*** Opening LISTED RECORDS ***
//! OAuth token exchange and refresh
//!
//! Handles the two token endpoint interactions:
//! 1. Authorization code exchange (completes the PKCE flow)
//! 2. Token refresh (proactive, before the expiry skew window)
//!
//! Both POST a JSON body to `OAuthConfig::token_url` with different grant
//! types. The caller supplies the `reqwest::Client`, already routed through
//! whichever proxy applies, so this module never picks a network path.

use chrono::{DateTime, Duration, Utc};
use reqwest::StatusCode;
use serde::{Deserialize, Serialize};
use tracing::debug;

use crate::constants::OAuthConfig;
use crate::credentials::Credential;
use crate::error::{Error, Result};
use crate::proxy::ProxyDescriptor;

const BROWSER_USER_AGENT: &str = "Mozilla/5.0 (Macintosh; Intel Mac OS X 10_15_7) AppleWebKit/537.36 (KHTML, like Gecko) Chrome/131.0.0.0 Safari/537.36";

/// Body of a token endpoint request.
#[derive(Debug, Serialize)]
struct TokenRequest<'a> {
    grant_type: &'a str,
    client_id: &'a str,
    #[serde(skip_serializing_if = "Option::is_none")]
    code: Option<&'a str>,
    #[serde(skip_serializing_if = "Option::is_none")]
    refresh_token: Option<&'a str>,
    #[serde(skip_serializing_if = "Option::is_none")]
    redirect_uri: Option<&'a str>,
    #[serde(skip_serializing_if = "Option::is_none")]
    code_verifier: Option<&'a str>,
    #[serde(skip_serializing_if = "Option::is_none")]
    state: Option<&'a str>,
}

/// Response from the token endpoint for both exchange and refresh.
///
/// `expires_in` is a delta in seconds from the response time. Refresh
/// responses may omit `refresh_token` and `scope`.
#[derive(Debug, Deserialize, Serialize)]
pub struct TokenResponse {
    pub access_token: String,
    #[serde(default)]
    pub refresh_token: String,
    /// Seconds until the access token expires (delta, not absolute)
    pub expires_in: u64,
    #[serde(default)]
    pub token_type: String,
    /// Space-separated granted scopes
    #[serde(default)]
    pub scope: String,
}

impl TokenResponse {
    /// Convert into a credential with absolute expiry `now + expires_in`.
    ///
    /// Missing refresh token or scopes fall back to `previous`, if given.
    pub fn into_credential(
        self,
        now: DateTime<Utc>,
        previous: Option<&Credential>,
        proxy: Option<ProxyDescriptor>,
    ) -> Credential {
        let expires_in = self.expires_in.min(u64::from(u32::MAX));
        let expires_at = now + Duration::seconds(expires_in as i64);

        let refresh_token = match (self.refresh_token.is_empty(), previous) {
            (true, Some(prev)) => prev.refresh_token.clone(),
            _ => self.refresh_token,
        };

        let mut scopes: Vec<String> = self.scope.split_whitespace().map(String::from).collect();
        if scopes.is_empty() {
            if let Some(prev) = previous {
                scopes = prev.scopes.clone();
            }
        }

        Credential {
            access_token: self.access_token,
            refresh_token,
            expires_at,
            scopes,
            proxy,
        }
    }
}

/// Strip anything accidentally pasted after the code: a URL fragment
/// first, then any trailing query parameters.
pub fn clean_code(code: &str) -> &str {
    let code = code.trim();
    let code = code.split('#').next().unwrap_or(code);
    code.split('&').next().unwrap_or(code)
}

fn transport_error(step: &str, e: reqwest::Error) -> Error {
    if e.is_timeout() {
        Error::Timeout(format!("{step}: {e}"))
    } else {
        Error::Http(format!("{step} request failed: {e}"))
    }
}

async fn send_token_request(
    client: &reqwest::Client,
    config: &OAuthConfig,
    request: &TokenRequest<'_>,
) -> Result<std::result::Result<TokenResponse, (StatusCode, String)>> {
    let response = client
        .post(&config.token_url)
        .header("Accept", "application/json, text/plain, */*")
        .header("User-Agent", BROWSER_USER_AGENT)
        .header("Accept-Language", "en-US,en;q=0.9")
        .header("Referer", "https://claude.ai/")
        .header("Origin", "https://claude.ai")
        .json(request)
        .send()
        .await
        .map_err(|e| transport_error(request.grant_type, e))?;

    let status = response.status();
    if !status.is_success() {
        let body = response
            .text()
            .await
            .unwrap_or_else(|_| String::from("<no body>"));
        return Ok(Err((status, body)));
    }

    let body = response
        .text()
        .await
        .map_err(|e| transport_error("reading token response", e))?;
    serde_json::from_str::<TokenResponse>(&body)
        .map(Ok)
        .map_err(|e| Error::TokenExchange(format!("invalid token response: {e}")))
}

/// Exchange an authorization code for a credential.
///
/// `proxy` is bound to the resulting credential; the request itself goes
/// out on `client`.
pub async fn exchange_code(
    client: &reqwest::Client,
    config: &OAuthConfig,
    code: &str,
    verifier: &str,
    state: &str,
    proxy: Option<ProxyDescriptor>,
) -> Result<Credential> {
    let request = TokenRequest {
        grant_type: "authorization_code",
        client_id: &config.client_id,
        code: Some(clean_code(code)),
        refresh_token: None,
        redirect_uri: Some(&config.redirect_uri),
        code_verifier: Some(verifier),
        state: Some(state),
    };

    match send_token_request(client, config, &request).await? {
        Ok(token) => {
            debug!(scope = %token.scope, expires_in = token.expires_in, "authorization code exchanged");
            Ok(token.into_credential(Utc::now(), None, proxy))
        }
        Err((status, body)) => Err(Error::TokenExchange(format!(
            "token endpoint returned {status}: {body}"
        ))),
    }
}

/// Refresh `credential` using its refresh token.
///
/// The bound proxy descriptor carries over unchanged.
pub async fn refresh_token(
    client: &reqwest::Client,
    config: &OAuthConfig,
    credential: &Credential,
) -> Result<Credential> {
    let request = TokenRequest {
        grant_type: "refresh_token",
        client_id: &config.client_id,
        code: None,
        refresh_token: Some(&credential.refresh_token),
        redirect_uri: None,
        code_verifier: None,
        state: None,
    };

    match send_token_request(client, config, &request).await? {
        Ok(token) => Ok(token.into_credential(
            Utc::now(),
            Some(credential),
            credential.proxy.clone(),
        )),
        // 401/403 means the refresh token is revoked or invalid
        Err((status, body))
            if status == StatusCode::UNAUTHORIZED || status == StatusCode::FORBIDDEN =>
        {
            Err(Error::InvalidCredentials(format!(
                "refresh token rejected ({status}): {body}"
            )))
        }
        Err((status, body)) => Err(Error::TokenExchange(format!(
            "token refresh returned {status}: {body}"
        ))),
    }
}

#[cfg(test)]
mod tests {
    use std::sync::{Arc, Mutex};
    use std::time::Duration as StdDuration;

    use axum::extract::State;
    use axum::http::{HeaderMap, StatusCode as AxumStatus};
    use axum::routing::post;
    use axum::{Json, Router};
    use serde_json::Value;

    use super::*;
    use crate::proxy::ProxyKind;

    #[derive(Clone)]
    struct MockToken {
        status: AxumStatus,
        body: String,
        seen: Arc<Mutex<Vec<(HeaderMap, Value)>>>,
    }

    async fn token_handler(
        State(mock): State<MockToken>,
        headers: HeaderMap,
        Json(body): Json<Value>,
    ) -> (AxumStatus, String) {
        mock.seen.lock().unwrap().push((headers, body));
        (mock.status, mock.body.clone())
    }

    /// Spawn a token endpoint that answers every request with `status`/`body`.
    async fn spawn_token_endpoint(
        status: AxumStatus,
        body: &str,
    ) -> (OAuthConfig, Arc<Mutex<Vec<(HeaderMap, Value)>>>) {
        let seen = Arc::new(Mutex::new(Vec::new()));
        let mock = MockToken {
            status,
            body: body.to_string(),
            seen: seen.clone(),
        };
        let app = Router::new()
            .route("/v1/oauth/token", post(token_handler))
            .with_state(mock);
        let listener = tokio::net::TcpListener::bind("127.0.0.1:0").await.unwrap();
        let addr = listener.local_addr().unwrap();
        tokio::spawn(async move {
            axum::serve(listener, app).await.unwrap();
        });

        let config = OAuthConfig {
            token_url: format!("http://{addr}/v1/oauth/token"),
            ..OAuthConfig::default()
        };
        (config, seen)
    }

    fn client() -> reqwest::Client {
        reqwest::Client::builder()
            .timeout(StdDuration::from_secs(5))
            .build()
            .unwrap()
    }

    fn stored_credential() -> Credential {
        Credential {
            access_token: "at_old".into(),
            refresh_token: "rt_old".into(),
            expires_at: Utc::now(),
            scopes: vec!["user:profile".into(), "user:inference".into()],
            proxy: Some(ProxyDescriptor::new(ProxyKind::Socks5, "s.local", 1080)),
        }
    }

    #[test]
    fn clean_code_strips_fragment_then_query() {
        assert_eq!(clean_code("abc#state=xyz"), "abc");
        assert_eq!(clean_code("abc&state=xyz"), "abc");
        assert_eq!(clean_code("abc&x=1#frag"), "abc");
        assert_eq!(clean_code("  abc  "), "abc");
        assert_eq!(clean_code("abc"), "abc");
    }

    #[test]
    fn token_response_tolerates_missing_optionals() {
        let json = r#"{"access_token":"at_abc","expires_in":3600}"#;
        let token: TokenResponse = serde_json::from_str(json).unwrap();
        assert_eq!(token.access_token, "at_abc");
        assert!(token.refresh_token.is_empty());
        assert!(token.scope.is_empty());
    }

    #[test]
    fn into_credential_computes_absolute_expiry() {
        let now = Utc::now();
        let token = TokenResponse {
            access_token: "at".into(),
            refresh_token: "rt".into(),
            expires_in: 3600,
            token_type: "Bearer".into(),
            scope: "user:profile user:inference".into(),
        };
        let cred = token.into_credential(now, None, None);
        assert_eq!(cred.expires_at, now + Duration::seconds(3600));
        assert_eq!(cred.scopes, vec!["user:profile", "user:inference"]);
    }

    #[test]
    fn into_credential_keeps_previous_refresh_token_and_scopes() {
        let previous = stored_credential();
        let token = TokenResponse {
            access_token: "at_new".into(),
            refresh_token: String::new(),
            expires_in: 60,
            token_type: String::new(),
            scope: String::new(),
        };
        let cred = token.into_credential(Utc::now(), Some(&previous), None);
        assert_eq!(cred.refresh_token, "rt_old");
        assert_eq!(cred.scopes, previous.scopes);
    }

    #[tokio::test]
    async fn exchange_sends_pkce_fields_and_builds_credential() {
        let (config, seen) = spawn_token_endpoint(
            AxumStatus::OK,
            r#"{"access_token":"at_new","refresh_token":"rt_new","expires_in":3600,"token_type":"Bearer","scope":"user:inference"}"#,
        )
        .await;

        let proxy = ProxyDescriptor::new(ProxyKind::Http, "p.local", 8080);
        let cred = exchange_code(
            &client(),
            &config,
            "the-code#state=abc",
            "verifier-1",
            "state-1",
            Some(proxy.clone()),
        )
        .await
        .unwrap();

        assert_eq!(cred.access_token, "at_new");
        assert_eq!(cred.refresh_token, "rt_new");
        assert_eq!(cred.scopes, vec!["user:inference"]);
        assert_eq!(cred.proxy, Some(proxy));
        assert!(cred.is_valid());

        let seen = seen.lock().unwrap();
        let (headers, body) = &seen[0];
        assert_eq!(body["grant_type"], "authorization_code");
        assert_eq!(body["code"], "the-code");
        assert_eq!(body["code_verifier"], "verifier-1");
        assert_eq!(body["state"], "state-1");
        assert_eq!(body["client_id"], config.client_id);
        assert_eq!(body["redirect_uri"], config.redirect_uri);
        assert_eq!(headers["origin"], "https://claude.ai");
        assert_eq!(headers["referer"], "https://claude.ai/");
    }

    #[tokio::test]
    async fn exchange_non_success_carries_status_and_body() {
        let (config, _) =
            spawn_token_endpoint(AxumStatus::BAD_REQUEST, r#"{"error":"invalid_grant"}"#).await;
        let err = exchange_code(&client(), &config, "bad", "v", "s", None)
            .await
            .unwrap_err();
        match err {
            Error::TokenExchange(msg) => {
                assert!(msg.contains("400"), "got: {msg}");
                assert!(msg.contains("invalid_grant"), "got: {msg}");
            }
            other => panic!("expected TokenExchange, got {other:?}"),
        }
    }

    #[tokio::test]
    async fn exchange_malformed_body_is_exchange_error() {
        let (config, _) = spawn_token_endpoint(AxumStatus::OK, "not json").await;
        let err = exchange_code(&client(), &config, "c", "v", "s", None)
            .await
            .unwrap_err();
        assert!(matches!(err, Error::TokenExchange(_)), "got {err:?}");
    }

    #[tokio::test]
    async fn exchange_unreachable_endpoint_is_transport_error() {
        let config = OAuthConfig {
            token_url: "http://127.0.0.1:1/v1/oauth/token".into(),
            ..OAuthConfig::default()
        };
        let err = exchange_code(&client(), &config, "c", "v", "s", None)
            .await
            .unwrap_err();
        assert!(err.is_transport(), "got {err:?}");
    }

    #[tokio::test]
    async fn refresh_preserves_proxy_and_missing_fields() {
        let (config, seen) =
            spawn_token_endpoint(AxumStatus::OK, r#"{"access_token":"at_new","expires_in":7200}"#)
                .await;
        let previous = stored_credential();

        let cred = refresh_token(&client(), &config, &previous).await.unwrap();
        assert_eq!(cred.access_token, "at_new");
        assert_eq!(cred.refresh_token, "rt_old");
        assert_eq!(cred.scopes, previous.scopes);
        assert_eq!(cred.proxy, previous.proxy);

        let seen = seen.lock().unwrap();
        let body = &seen[0].1;
        assert_eq!(body["grant_type"], "refresh_token");
        assert_eq!(body["refresh_token"], "rt_old");
        assert!(body.get("code_verifier").is_none());
    }

    #[tokio::test]
    async fn refresh_rejected_token_is_invalid_credentials() {
        let (config, _) =
            spawn_token_endpoint(AxumStatus::UNAUTHORIZED, r#"{"error":"invalid_grant"}"#).await;
        let err = refresh_token(&client(), &config, &stored_credential())
            .await
            .unwrap_err();
        assert!(matches!(err, Error::InvalidCredentials(_)), "got {err:?}");
    }

    #[tokio::test]
    async fn refresh_server_error_is_exchange_error() {
        let (config, _) = spawn_token_endpoint(AxumStatus::BAD_GATEWAY, "upstream down").await;
        let err = refresh_token(&client(), &config, &stored_credential())
            .await
            .unwrap_err();
        assert!(matches!(err, Error::TokenExchange(ref m) if m.contains("502")), "got {err:?}");
    }
}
*** Closing LISTED RECORDS ***
The response must consist solely of the lines from the top of the records through the line holding "with different grant", copied word for word.

//! OAuth token exchange and refresh
//!
//! Handles the two token endpoint interactions:
//! 1. Authorization code exchange (completes the PKCE flow)
//! 2. Token refresh (proactive, before the expiry skew window)
//!
//! Both POST a JSON body to `OAuthConfig::token_url` with different grant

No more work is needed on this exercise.